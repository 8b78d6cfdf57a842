//! Shared fakes for pipeline and registry tests

use crate::alerts::AlertDispatcher;
use crate::error::{Error, Result};
use crate::frame_source::{FrameSource, FrameSourceOpener, StreamLocator};
use crate::models::Frame;
use crate::notifications::{AlertMessage, NotificationSink};
use crate::recognizer::{BoundingBox, FaceMatch, RecognitionEngine};
use crate::recording::{RecordingWriter, RecordingWriterFactory};
use crate::storage::ObjectStore;
use crate::store::{ContactRecord, ContactRepository};
use async_trait::async_trait;
use chrono::{DateTime, Utc};
use sqlx::SqlitePool;
use std::ops::RangeInclusive;
use std::path::{Path, PathBuf};
use std::sync::atomic::{AtomicUsize, Ordering};
use std::sync::{Arc, Mutex};
use std::time::Duration;

/// In-process frame source producing fixed-size blank frames
pub struct ScriptedSource {
    total: Option<u64>,
    produced: u64,
    delay: Duration,
    width: u32,
    height: u32,
}

impl ScriptedSource {
    /// Produce `total` frames, then end-of-stream
    pub fn finite(total: u64, delay: Duration) -> Self {
        Self {
            total: Some(total),
            produced: 0,
            delay,
            width: 4,
            height: 4,
        }
    }

    /// Produce frames until closed
    pub fn endless(delay: Duration) -> Self {
        Self {
            total: None,
            produced: 0,
            delay,
            width: 4,
            height: 4,
        }
    }
}

#[async_trait]
impl FrameSource for ScriptedSource {
    fn width(&self) -> u32 {
        self.width
    }

    fn height(&self) -> u32 {
        self.height
    }

    async fn read_frame(&mut self) -> Result<Option<Vec<u8>>> {
        if let Some(total) = self.total {
            if self.produced >= total {
                return Ok(None);
            }
        }
        tokio::time::sleep(self.delay).await;
        self.produced += 1;
        Ok(Some(vec![0u8; Frame::expected_len(self.width, self.height)]))
    }

    async fn close(&mut self) {}
}

/// Opener handing out scripted sources, or refusing to open at all
pub struct ScriptedOpener {
    fail: bool,
    frames_per_source: Option<u64>,
    pub opened: AtomicUsize,
}

impl ScriptedOpener {
    pub fn working_endless() -> Self {
        Self {
            fail: false,
            frames_per_source: None,
            opened: AtomicUsize::new(0),
        }
    }

    pub fn working_finite(frames: u64) -> Self {
        Self {
            fail: false,
            frames_per_source: Some(frames),
            opened: AtomicUsize::new(0),
        }
    }

    pub fn broken() -> Self {
        Self {
            fail: true,
            frames_per_source: None,
            opened: AtomicUsize::new(0),
        }
    }

    pub fn open_count(&self) -> usize {
        self.opened.load(Ordering::SeqCst)
    }
}

#[async_trait]
impl FrameSourceOpener for ScriptedOpener {
    async fn open(&self, locator: &StreamLocator) -> Result<Box<dyn FrameSource>> {
        if self.fail {
            return Err(Error::SourceUnavailable(format!("cannot open {}", locator)));
        }
        self.opened.fetch_add(1, Ordering::SeqCst);
        let source = match self.frames_per_source {
            Some(n) => ScriptedSource::finite(n, Duration::from_millis(2)),
            None => ScriptedSource::endless(Duration::from_millis(5)),
        };
        Ok(Box::new(source))
    }
}

/// Engine matching a scripted set of frame sequence numbers
pub struct ScriptedEngine {
    mode: EngineMode,
}

enum EngineMode {
    Range(RangeInclusive<u64>),
    Always,
    Never,
}

impl ScriptedEngine {
    pub fn matching(range: RangeInclusive<u64>) -> Self {
        Self {
            mode: EngineMode::Range(range),
        }
    }

    pub fn always_match() -> Self {
        Self {
            mode: EngineMode::Always,
        }
    }

    pub fn never_match() -> Self {
        Self {
            mode: EngineMode::Never,
        }
    }
}

#[async_trait]
impl RecognitionEngine for ScriptedEngine {
    async fn identify(&self, _stream_id: &str, frame: &Frame) -> Result<Vec<FaceMatch>> {
        let hit = match &self.mode {
            EngineMode::Range(range) => range.contains(&frame.seq),
            EngineMode::Always => true,
            EngineMode::Never => false,
        };
        if hit {
            Ok(vec![FaceMatch {
                target_id: "t-1".to_string(),
                region: BoundingBox {
                    x: 0,
                    y: 0,
                    width: 2,
                    height: 2,
                },
                confidence: 0.95,
            }])
        } else {
            Ok(Vec::new())
        }
    }
}

/// What the in-memory recording writers observed
#[derive(Default)]
struct JournalInner {
    written: Vec<u64>,
    finish_calls: usize,
    opened: usize,
}

/// Cloneable handle over a writer journal
#[derive(Clone)]
pub struct SharedJournal(Arc<Mutex<JournalInner>>);

impl SharedJournal {
    pub fn new() -> Self {
        Self(Arc::new(Mutex::new(JournalInner::default())))
    }

    pub fn written(&self) -> Vec<u64> {
        self.0.lock().unwrap().written.clone()
    }

    pub fn finish_calls(&self) -> usize {
        self.0.lock().unwrap().finish_calls
    }

    pub fn opened(&self) -> usize {
        self.0.lock().unwrap().opened
    }
}

/// In-memory recording writer feeding a SharedJournal
pub struct MemWriter {
    journal: SharedJournal,
    path: PathBuf,
    finished: bool,
}

#[async_trait]
impl RecordingWriter for MemWriter {
    fn path(&self) -> &Path {
        &self.path
    }

    async fn write_frame(&mut self, frame: &Frame) -> Result<()> {
        if self.finished {
            return Err(Error::RecordingWrite("write after finish".to_string()));
        }
        self.journal.0.lock().unwrap().written.push(frame.seq);
        Ok(())
    }

    async fn finish(&mut self) -> Result<()> {
        assert!(!self.finished, "session closed twice");
        self.finished = true;
        self.journal.0.lock().unwrap().finish_calls += 1;
        Ok(())
    }
}

/// Factory handing out MemWriters over one shared journal
pub struct MemFactory {
    journal: SharedJournal,
}

impl MemFactory {
    pub fn shared(journal: &SharedJournal) -> Arc<dyn RecordingWriterFactory> {
        Arc::new(Self {
            journal: journal.clone(),
        })
    }
}

#[async_trait]
impl RecordingWriterFactory for MemFactory {
    async fn open(
        &self,
        stream_id: &str,
        started_at: DateTime<Utc>,
        _width: u32,
        _height: u32,
    ) -> Result<Box<dyn RecordingWriter>> {
        self.journal.0.lock().unwrap().opened += 1;
        Ok(Box::new(MemWriter {
            journal: self.journal.clone(),
            path: PathBuf::from(format!(
                "recordings/{}/{}.mp4",
                stream_id,
                started_at.format("%Y%m%d_%H%M%S")
            )),
            finished: false,
        }))
    }
}

/// Upload counter standing in for S3
pub struct CountingObjectStore {
    uploads: AtomicUsize,
    fail: bool,
}

impl CountingObjectStore {
    pub fn ok() -> Self {
        Self {
            uploads: AtomicUsize::new(0),
            fail: false,
        }
    }

    pub fn failing() -> Self {
        Self {
            uploads: AtomicUsize::new(0),
            fail: true,
        }
    }

    pub fn uploads(&self) -> usize {
        self.uploads.load(Ordering::SeqCst)
    }
}

#[async_trait]
impl ObjectStore for CountingObjectStore {
    async fn upload(&self, _local_path: &Path, object_key: &str) -> Result<String> {
        self.uploads.fetch_add(1, Ordering::SeqCst);
        if self.fail {
            Err(Error::Upload("bucket offline".to_string()))
        } else {
            Ok(format!("https://clips.example.com/{}", object_key))
        }
    }
}

/// Notification counter standing in for real sinks
pub struct CountingSink {
    calls: AtomicUsize,
}

impl CountingSink {
    pub fn new() -> Self {
        Self {
            calls: AtomicUsize::new(0),
        }
    }

    pub fn calls(&self) -> usize {
        self.calls.load(Ordering::SeqCst)
    }
}

#[async_trait]
impl NotificationSink for CountingSink {
    fn name(&self) -> &'static str {
        "counting"
    }

    async fn notify(&self, _alert: &AlertMessage, _recipients: &[ContactRecord]) -> Result<()> {
        self.calls.fetch_add(1, Ordering::SeqCst);
        Ok(())
    }
}

/// Dispatcher wired to counting fakes over the given pool's contacts
pub async fn dispatcher_with(
    store: Arc<CountingObjectStore>,
    sink: Arc<CountingSink>,
    pool: SqlitePool,
) -> Arc<AlertDispatcher> {
    Arc::new(AlertDispatcher::new(
        store,
        vec![sink],
        ContactRepository::new(pool),
    ))
}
★ ★ ★ ★ ★
**Task brief**
Look over the material above and report each line holding "ContactRecord".

**Exercise solution**
use crate::store::{ContactRecord, ContactRepository};
    async fn notify(&self, _alert: &AlertMessage, _recipients: &[ContactRecord]) -> Result<()> {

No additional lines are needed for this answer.